◆ Provided records:
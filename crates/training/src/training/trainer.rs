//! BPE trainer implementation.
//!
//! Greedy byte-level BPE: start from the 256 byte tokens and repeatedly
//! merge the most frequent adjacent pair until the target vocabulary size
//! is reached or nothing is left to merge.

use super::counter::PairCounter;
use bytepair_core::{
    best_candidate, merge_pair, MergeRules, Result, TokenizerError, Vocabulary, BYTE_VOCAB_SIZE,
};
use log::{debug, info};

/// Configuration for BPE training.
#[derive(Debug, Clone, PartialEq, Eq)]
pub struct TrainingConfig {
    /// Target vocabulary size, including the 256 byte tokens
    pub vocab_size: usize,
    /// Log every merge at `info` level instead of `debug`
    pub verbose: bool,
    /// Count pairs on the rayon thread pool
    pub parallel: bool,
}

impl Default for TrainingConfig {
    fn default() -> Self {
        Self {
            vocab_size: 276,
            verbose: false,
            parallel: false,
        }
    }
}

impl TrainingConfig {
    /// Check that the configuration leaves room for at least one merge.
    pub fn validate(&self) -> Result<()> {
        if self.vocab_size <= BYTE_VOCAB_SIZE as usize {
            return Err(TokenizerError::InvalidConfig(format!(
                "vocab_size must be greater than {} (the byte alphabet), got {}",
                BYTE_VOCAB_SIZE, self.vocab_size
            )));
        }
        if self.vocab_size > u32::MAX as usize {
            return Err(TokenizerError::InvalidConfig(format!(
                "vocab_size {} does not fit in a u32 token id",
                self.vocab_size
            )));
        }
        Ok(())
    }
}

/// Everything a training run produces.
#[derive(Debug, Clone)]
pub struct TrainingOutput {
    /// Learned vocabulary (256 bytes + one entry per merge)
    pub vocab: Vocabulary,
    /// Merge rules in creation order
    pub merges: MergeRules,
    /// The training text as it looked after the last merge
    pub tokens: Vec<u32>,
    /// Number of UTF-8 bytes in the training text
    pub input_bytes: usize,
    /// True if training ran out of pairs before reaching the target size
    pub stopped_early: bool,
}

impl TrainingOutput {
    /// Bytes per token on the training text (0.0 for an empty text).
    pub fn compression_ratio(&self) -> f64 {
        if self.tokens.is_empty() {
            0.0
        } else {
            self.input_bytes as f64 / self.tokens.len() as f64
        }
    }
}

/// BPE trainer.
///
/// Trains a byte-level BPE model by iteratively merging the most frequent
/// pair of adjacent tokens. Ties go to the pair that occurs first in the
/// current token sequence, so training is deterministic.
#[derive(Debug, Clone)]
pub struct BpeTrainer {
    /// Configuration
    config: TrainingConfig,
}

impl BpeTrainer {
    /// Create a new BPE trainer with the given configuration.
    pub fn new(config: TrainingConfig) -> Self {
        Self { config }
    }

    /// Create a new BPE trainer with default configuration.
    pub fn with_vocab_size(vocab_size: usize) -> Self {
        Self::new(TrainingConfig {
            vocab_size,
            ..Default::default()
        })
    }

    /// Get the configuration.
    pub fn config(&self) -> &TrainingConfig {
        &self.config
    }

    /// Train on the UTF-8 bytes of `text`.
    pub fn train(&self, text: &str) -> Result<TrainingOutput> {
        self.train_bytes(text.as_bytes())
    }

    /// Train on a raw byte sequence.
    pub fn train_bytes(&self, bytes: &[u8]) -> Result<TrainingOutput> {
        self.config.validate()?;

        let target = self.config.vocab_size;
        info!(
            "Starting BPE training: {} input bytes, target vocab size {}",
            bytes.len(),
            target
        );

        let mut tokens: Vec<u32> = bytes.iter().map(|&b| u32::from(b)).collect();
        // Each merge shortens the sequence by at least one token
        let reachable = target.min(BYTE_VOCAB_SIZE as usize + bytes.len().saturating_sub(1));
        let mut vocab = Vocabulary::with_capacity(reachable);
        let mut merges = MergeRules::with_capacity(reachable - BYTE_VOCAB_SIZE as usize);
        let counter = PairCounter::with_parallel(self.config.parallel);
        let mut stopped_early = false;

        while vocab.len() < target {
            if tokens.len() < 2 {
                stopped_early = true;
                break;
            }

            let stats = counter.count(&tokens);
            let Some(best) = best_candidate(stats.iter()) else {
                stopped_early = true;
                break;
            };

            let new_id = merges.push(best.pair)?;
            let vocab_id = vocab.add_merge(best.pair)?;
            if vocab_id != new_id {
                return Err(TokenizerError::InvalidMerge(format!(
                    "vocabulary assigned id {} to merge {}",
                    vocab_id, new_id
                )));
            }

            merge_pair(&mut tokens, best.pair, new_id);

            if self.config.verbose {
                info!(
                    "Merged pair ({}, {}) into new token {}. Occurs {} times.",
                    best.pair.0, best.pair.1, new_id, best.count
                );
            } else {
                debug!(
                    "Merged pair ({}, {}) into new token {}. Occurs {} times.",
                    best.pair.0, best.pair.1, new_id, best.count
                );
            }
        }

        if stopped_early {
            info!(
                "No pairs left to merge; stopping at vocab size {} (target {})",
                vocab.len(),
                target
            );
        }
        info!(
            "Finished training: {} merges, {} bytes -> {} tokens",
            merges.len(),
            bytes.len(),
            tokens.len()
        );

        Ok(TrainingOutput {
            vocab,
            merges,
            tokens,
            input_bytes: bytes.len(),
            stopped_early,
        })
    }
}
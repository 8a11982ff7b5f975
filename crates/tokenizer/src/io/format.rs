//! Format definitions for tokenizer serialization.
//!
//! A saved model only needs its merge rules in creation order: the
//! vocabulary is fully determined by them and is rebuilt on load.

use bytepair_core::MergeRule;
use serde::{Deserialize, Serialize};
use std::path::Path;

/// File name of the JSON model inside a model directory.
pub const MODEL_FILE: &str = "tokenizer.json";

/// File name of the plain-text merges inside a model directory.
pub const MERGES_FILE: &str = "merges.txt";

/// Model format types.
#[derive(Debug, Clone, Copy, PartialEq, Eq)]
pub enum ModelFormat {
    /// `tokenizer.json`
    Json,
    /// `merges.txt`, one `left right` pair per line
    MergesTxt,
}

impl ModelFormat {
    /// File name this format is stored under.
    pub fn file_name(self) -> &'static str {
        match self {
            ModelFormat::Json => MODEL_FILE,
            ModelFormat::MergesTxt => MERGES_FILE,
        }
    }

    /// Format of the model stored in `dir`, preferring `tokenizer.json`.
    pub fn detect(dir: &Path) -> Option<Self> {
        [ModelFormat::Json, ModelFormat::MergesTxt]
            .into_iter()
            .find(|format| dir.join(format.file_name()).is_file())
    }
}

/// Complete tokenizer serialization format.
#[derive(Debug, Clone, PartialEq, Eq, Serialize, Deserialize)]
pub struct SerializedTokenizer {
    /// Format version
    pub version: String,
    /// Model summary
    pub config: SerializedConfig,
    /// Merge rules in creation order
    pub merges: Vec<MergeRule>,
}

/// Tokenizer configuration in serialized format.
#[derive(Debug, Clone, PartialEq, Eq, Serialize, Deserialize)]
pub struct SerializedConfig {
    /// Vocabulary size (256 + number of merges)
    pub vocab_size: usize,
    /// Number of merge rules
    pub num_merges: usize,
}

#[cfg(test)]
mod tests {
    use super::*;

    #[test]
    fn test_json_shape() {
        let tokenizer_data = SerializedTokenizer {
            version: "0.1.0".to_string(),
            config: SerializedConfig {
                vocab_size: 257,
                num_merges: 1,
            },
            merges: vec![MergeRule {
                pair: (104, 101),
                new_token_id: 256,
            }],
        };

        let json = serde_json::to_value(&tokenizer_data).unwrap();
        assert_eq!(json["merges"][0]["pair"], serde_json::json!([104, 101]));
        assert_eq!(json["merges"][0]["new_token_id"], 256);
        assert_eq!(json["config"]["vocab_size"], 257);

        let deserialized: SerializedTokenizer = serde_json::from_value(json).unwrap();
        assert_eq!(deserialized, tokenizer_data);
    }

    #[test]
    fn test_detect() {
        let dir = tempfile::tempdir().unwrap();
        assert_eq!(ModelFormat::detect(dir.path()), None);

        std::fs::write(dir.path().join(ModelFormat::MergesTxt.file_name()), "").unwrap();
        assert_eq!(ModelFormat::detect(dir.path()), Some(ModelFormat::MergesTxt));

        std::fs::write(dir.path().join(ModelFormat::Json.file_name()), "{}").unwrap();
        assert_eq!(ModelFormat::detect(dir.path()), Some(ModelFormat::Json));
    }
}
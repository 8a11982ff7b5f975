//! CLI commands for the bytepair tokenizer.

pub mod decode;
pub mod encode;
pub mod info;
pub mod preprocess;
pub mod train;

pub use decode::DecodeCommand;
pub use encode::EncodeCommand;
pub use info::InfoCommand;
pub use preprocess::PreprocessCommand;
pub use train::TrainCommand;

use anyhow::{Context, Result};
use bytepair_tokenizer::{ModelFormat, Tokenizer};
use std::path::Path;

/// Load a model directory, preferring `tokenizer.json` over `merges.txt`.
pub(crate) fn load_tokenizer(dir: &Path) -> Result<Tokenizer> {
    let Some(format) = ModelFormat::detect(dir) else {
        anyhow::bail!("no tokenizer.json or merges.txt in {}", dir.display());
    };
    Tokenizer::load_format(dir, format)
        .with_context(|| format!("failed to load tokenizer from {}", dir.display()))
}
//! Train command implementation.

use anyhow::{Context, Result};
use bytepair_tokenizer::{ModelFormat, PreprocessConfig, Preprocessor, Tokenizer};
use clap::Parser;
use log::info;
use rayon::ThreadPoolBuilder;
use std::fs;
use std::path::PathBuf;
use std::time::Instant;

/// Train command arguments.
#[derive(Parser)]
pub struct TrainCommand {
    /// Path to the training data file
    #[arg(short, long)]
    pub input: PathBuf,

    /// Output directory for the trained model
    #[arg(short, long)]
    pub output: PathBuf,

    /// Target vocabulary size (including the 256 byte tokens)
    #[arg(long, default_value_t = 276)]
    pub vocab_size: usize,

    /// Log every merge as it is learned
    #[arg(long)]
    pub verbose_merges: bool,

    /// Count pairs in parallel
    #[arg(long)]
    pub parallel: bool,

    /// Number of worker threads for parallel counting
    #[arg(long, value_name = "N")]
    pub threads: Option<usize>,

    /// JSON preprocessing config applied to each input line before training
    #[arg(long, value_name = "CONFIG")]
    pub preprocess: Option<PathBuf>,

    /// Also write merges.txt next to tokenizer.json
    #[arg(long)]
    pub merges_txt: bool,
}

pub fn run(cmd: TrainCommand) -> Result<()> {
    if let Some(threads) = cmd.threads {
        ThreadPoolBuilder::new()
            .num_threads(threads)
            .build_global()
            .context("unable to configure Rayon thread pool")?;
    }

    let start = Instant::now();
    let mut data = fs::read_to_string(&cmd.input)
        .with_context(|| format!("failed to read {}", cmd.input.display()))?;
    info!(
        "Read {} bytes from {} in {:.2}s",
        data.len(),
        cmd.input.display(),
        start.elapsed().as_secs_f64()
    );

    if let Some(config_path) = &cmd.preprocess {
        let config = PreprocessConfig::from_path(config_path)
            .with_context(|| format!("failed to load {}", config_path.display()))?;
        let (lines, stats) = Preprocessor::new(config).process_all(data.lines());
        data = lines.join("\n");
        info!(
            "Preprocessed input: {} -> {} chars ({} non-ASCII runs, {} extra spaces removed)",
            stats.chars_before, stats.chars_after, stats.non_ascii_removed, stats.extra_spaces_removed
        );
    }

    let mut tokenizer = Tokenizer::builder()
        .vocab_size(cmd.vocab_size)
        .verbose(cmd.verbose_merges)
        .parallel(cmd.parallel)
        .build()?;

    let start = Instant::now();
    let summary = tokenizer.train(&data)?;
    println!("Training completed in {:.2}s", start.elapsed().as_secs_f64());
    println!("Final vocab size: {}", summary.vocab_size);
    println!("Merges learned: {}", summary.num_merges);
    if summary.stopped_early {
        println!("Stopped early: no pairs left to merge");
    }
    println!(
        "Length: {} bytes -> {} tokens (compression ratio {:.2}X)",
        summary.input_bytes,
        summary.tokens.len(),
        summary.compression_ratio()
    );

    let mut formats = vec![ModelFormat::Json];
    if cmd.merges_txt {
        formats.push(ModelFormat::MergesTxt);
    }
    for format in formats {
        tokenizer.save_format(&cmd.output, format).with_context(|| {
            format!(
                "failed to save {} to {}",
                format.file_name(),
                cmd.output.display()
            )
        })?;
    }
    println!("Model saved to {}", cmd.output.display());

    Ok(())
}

◆ Work to complete: If a line in the records has the word "saved", copy that line.

◆ Response box:
//! A saved model only needs its merge rules in creation order: the
    println!("Model saved to {}", cmd.output.display());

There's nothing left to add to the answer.